A visit to Washington and subsequent meeting with President Biden could occur on September 23-24, followed by Modi traveling to New York City for the UN General Assembly.If the trip does happen, it will mark the first in-person meeting between Modi and Biden, coming on the heels of the Taliban takeover of Afghanistan as well as rising tensions in the Western Pacific.

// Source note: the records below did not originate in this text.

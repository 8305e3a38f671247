// Copyright (C) 2025 SyncMyOrders Sp. z o.o.
// SPDX-License-Identifier: AGPL-3.0-or-later
//! Per-AppContext factory and cache of cluster clients.

pub mod cloud_config;

use std::collections::HashMap;
use std::path::PathBuf;
use std::sync::Arc;

use async_trait::async_trait;
use tokio::sync::Mutex;
use tracing::{debug, info, warn};

use crate::appcontext::AppContext;
use crate::client::fake::FakeClusters;
use crate::client::{ClusterClient, DEPLOYMENT_LABEL, STATUS_CR_KIND, split_cluster_name};
use crate::error::{Error, Result};

pub use self::cloud_config::{
    CloudConfigKey, CloudConfigStore, DocumentCloudConfigStore, MemoryCloudConfigStore,
};

/// Logical cloud level used to look up cluster credentials.
pub const DEFAULT_LEVEL: &str = "0";
/// Namespace used to look up cluster credentials.
pub const DEFAULT_NAMESPACE: &str = "default";

const STATUS_CR_API_VERSION: &str = "k8splugin.io/v1alpha1";

/// Logical cloud of a composite app: the namespace its resources land in and
/// the level its cluster credentials are stored under.
#[derive(Debug, Clone, PartialEq, Eq)]
pub struct LogicalCloud {
    pub namespace: String,
    pub level: String,
}

impl Default for LogicalCloud {
    fn default() -> Self {
        Self {
            namespace: DEFAULT_NAMESPACE.to_string(),
            level: DEFAULT_LEVEL.to_string(),
        }
    }
}

impl LogicalCloud {
    /// Logical cloud named by the composite app metadata of `ac`.
    ///
    /// Missing metadata or empty fields fall back to the defaults.
    pub async fn of(ac: &AppContext) -> Result<Self> {
        let (namespace, level) = match ac.get_namespace().await {
            Ok(found) => found,
            Err(Error::NotFound(_)) => return Ok(Self::default()),
            Err(e) => return Err(e),
        };
        let defaults = Self::default();
        Ok(Self {
            namespace: if namespace.is_empty() { defaults.namespace } else { namespace },
            level: if level.is_empty() { defaults.level } else { level },
        })
    }
}

/// Which cluster client implementation connectors hand out.
///
/// This is the process-wide test-client switch.
#[derive(Clone)]
pub enum ClientMode {
    /// Real clusters through kubeconfigs from the cloud config store.
    Kube,
    /// Simulated clusters.
    Fake(Arc<FakeClusters>),
}

impl std::fmt::Debug for ClientMode {
    fn fmt(&self, f: &mut std::fmt::Formatter<'_>) -> std::fmt::Result {
        match self {
            ClientMode::Kube => f.write_str("Kube"),
            ClientMode::Fake(_) => f.write_str("Fake"),
        }
    }
}

/// Produces cluster clients for one AppContext.
#[async_trait]
pub trait ClusterConnector: Send + Sync {
    /// Client for a `<provider>+<cluster>` name, cached per cluster.
    ///
    /// Credentials are looked up in `cloud`, and namespaced resources without
    /// a namespace of their own land in `cloud.namespace`.
    async fn get_client(&self, cluster: &str, cloud: &LogicalCloud) -> Result<Arc<dyn ClusterClient>>;

    /// Drop the cached client of a cluster.
    async fn remove_client(&self, cluster: &str);

    /// Start watching status of a cluster. May be a no-op.
    async fn start_cluster_watcher(&self, cluster: &str) -> Result<()>;

    /// YAML of the status-tracking custom resource selecting `label`.
    fn get_status_cr(&self, label: &str) -> Result<Vec<u8>>;

    /// Drop every cached client and remove materialized credentials.
    async fn close(&self);

    /// A connector of the same kind bound to another AppContext.
    fn for_app_context(&self, app_context_id: &str) -> Arc<dyn ClusterConnector>;
}

/// Status CR document for a deployment label.
pub fn status_cr(label: &str) -> Result<Vec<u8>> {
    let doc = serde_json::json!({
        "apiVersion": STATUS_CR_API_VERSION,
        "kind": STATUS_CR_KIND,
        "metadata": {
            "name": label,
            "labels": { DEPLOYMENT_LABEL: label },
        },
        "spec": {
            "selector": {
                "matchLabels": { DEPLOYMENT_LABEL: label },
            },
        },
    });
    Ok(serde_yaml::to_string(&doc)?.into_bytes())
}

/// Shared inputs of every [`Connector`] of a process.
#[derive(Clone)]
pub struct ConnectorFactory {
    mode: ClientMode,
    cloud_config: Arc<dyn CloudConfigStore>,
    kubeconfig_dir: PathBuf,
}

impl ConnectorFactory {
    pub fn new(
        mode: ClientMode,
        cloud_config: Arc<dyn CloudConfigStore>,
        kubeconfig_dir: impl Into<PathBuf>,
    ) -> Self {
        Self {
            mode,
            cloud_config,
            kubeconfig_dir: kubeconfig_dir.into(),
        }
    }

    /// Client mode of this factory.
    pub fn mode(&self) -> &ClientMode {
        &self.mode
    }

    /// A connector bound to one AppContext.
    pub fn connector(&self, app_context_id: &str) -> Arc<dyn ClusterConnector> {
        Arc::new(Connector {
            app_context_id: app_context_id.to_string(),
            factory: self.clone(),
            clients: Mutex::new(HashMap::new()),
        })
    }
}

/// Default [`ClusterConnector`].
pub struct Connector {
    app_context_id: String,
    factory: ConnectorFactory,
    clients: Mutex<HashMap<String, Arc<dyn ClusterClient>>>,
}

impl Connector {
    fn context_dir(&self) -> PathBuf {
        self.factory.kubeconfig_dir.join(&self.app_context_id)
    }

    async fn new_client(&self, cluster: &str, cloud: &LogicalCloud) -> Result<Arc<dyn ClusterClient>> {
        let (provider, name) = split_cluster_name(cluster)?;
        match &self.factory.mode {
            ClientMode::Fake(clusters) => Ok(Arc::new(clusters.client(cluster))),
            ClientMode::Kube => {
                let key = CloudConfigKey::new(provider, name, &cloud.level, &cloud.namespace);
                let kubeconfig = self.factory.cloud_config.get_config(&key).await?;
                let dir = self.context_dir().join(cluster);
                tokio::fs::create_dir_all(&dir).await?;
                let path = dir.join("config");
                tokio::fs::write(&path, &kubeconfig).await?;
                debug!(
                    app_context_id = %self.app_context_id,
                    cluster = %cluster,
                    level = %cloud.level,
                    namespace = %cloud.namespace,
                    path = %path.display(),
                    "Materialized kubeconfig"
                );
                self.kube_client(&path, &cloud.namespace).await
            }
        }
    }

    #[cfg(feature = "kube-client")]
    async fn kube_client(&self, path: &std::path::Path, namespace: &str) -> Result<Arc<dyn ClusterClient>> {
        let client = crate::client::kube::KubeClusterClient::from_kubeconfig(path, namespace).await?;
        Ok(Arc::new(client))
    }

    #[cfg(not(feature = "kube-client"))]
    async fn kube_client(&self, _path: &std::path::Path, _namespace: &str) -> Result<Arc<dyn ClusterClient>> {
        Err(Error::Other(
            "built without the kube-client feature".to_string(),
        ))
    }
}

#[async_trait]
impl ClusterConnector for Connector {
    async fn get_client(&self, cluster: &str, cloud: &LogicalCloud) -> Result<Arc<dyn ClusterClient>> {
        split_cluster_name(cluster)?;
        let mut clients = self.clients.lock().await;
        if let Some(client) = clients.get(cluster) {
            return Ok(Arc::clone(client));
        }
        let client = self.new_client(cluster, cloud).await?;
        clients.insert(cluster.to_string(), Arc::clone(&client));
        Ok(client)
    }

    async fn remove_client(&self, cluster: &str) {
        let removed = self.clients.lock().await.remove(cluster);
        if let Some(client) = removed {
            client.close().await;
        }
    }

    async fn start_cluster_watcher(&self, cluster: &str) -> Result<()> {
        split_cluster_name(cluster)?;
        match &self.factory.mode {
            ClientMode::Fake(clusters) => clusters.record_watcher(cluster),
            ClientMode::Kube => {
                debug!(cluster = %cluster, "Status is collected through the status CR; no watcher started")
            }
        }
        Ok(())
    }

    fn get_status_cr(&self, label: &str) -> Result<Vec<u8>> {
        status_cr(label)
    }

    async fn close(&self) {
        let clients: Vec<_> = self.clients.lock().await.drain().collect();
        for (_, client) in clients {
            client.close().await;
        }
        let dir = self.context_dir();
        match tokio::fs::remove_dir_all(&dir).await {
            Ok(()) => info!(app_context_id = %self.app_context_id, "Removed kubeconfigs"),
            Err(e) if e.kind() == std::io::ErrorKind::NotFound => {}
            Err(e) => warn!(
                app_context_id = %self.app_context_id,
                error = %e,
                "Failed to remove kubeconfig directory"
            ),
        }
    }

    fn for_app_context(&self, app_context_id: &str) -> Arc<dyn ClusterConnector> {
        self.factory.connector(app_context_id)
    }
}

Last week we discussed the new strategic realities India is contending with at the present time as China is replacing Pakistan as the nation’s primary adversary. The solidifying Chinese military footprint in areas near the Sino-Indian frontier was touched upon, as was the absence of a similar response by India. Whatever the hesitancies were that prevented New Delhi from formulating an effective countermove appear to have disappeared. The Indian military will be shifting 50,000 troops towards the border region in an effort to increase the number of options available to Indian commanders. The shifting of these forces to the north will reduce the number of troops allocated to the defense of India’s western border with Pakistan. This is a prime indication of the shift in strategic focus from Pakistan to China.
The timing of this move must be taken into account as well. India has just been ravaged by a recent wave of COVID-19 cases and the economy is contracting at a dangerously rapid pace. There will be less money available for defense in future budget cycles, meaning this shift of troops needs to take place now. However, even as this troop movement plays out and India continues to realign its strategic priorities, China continues to hold an advantage along the border.
This is an area that we will certainly explore a bit later in the week, along with today’s drone attack on an Indian Air Force installation in Kashmir. Tomorrow’s post will take a look at the dueling NATO and Russian naval exercises now kicking off in the Mediterranean and Black Sea. Hope everyone has had a good weekend!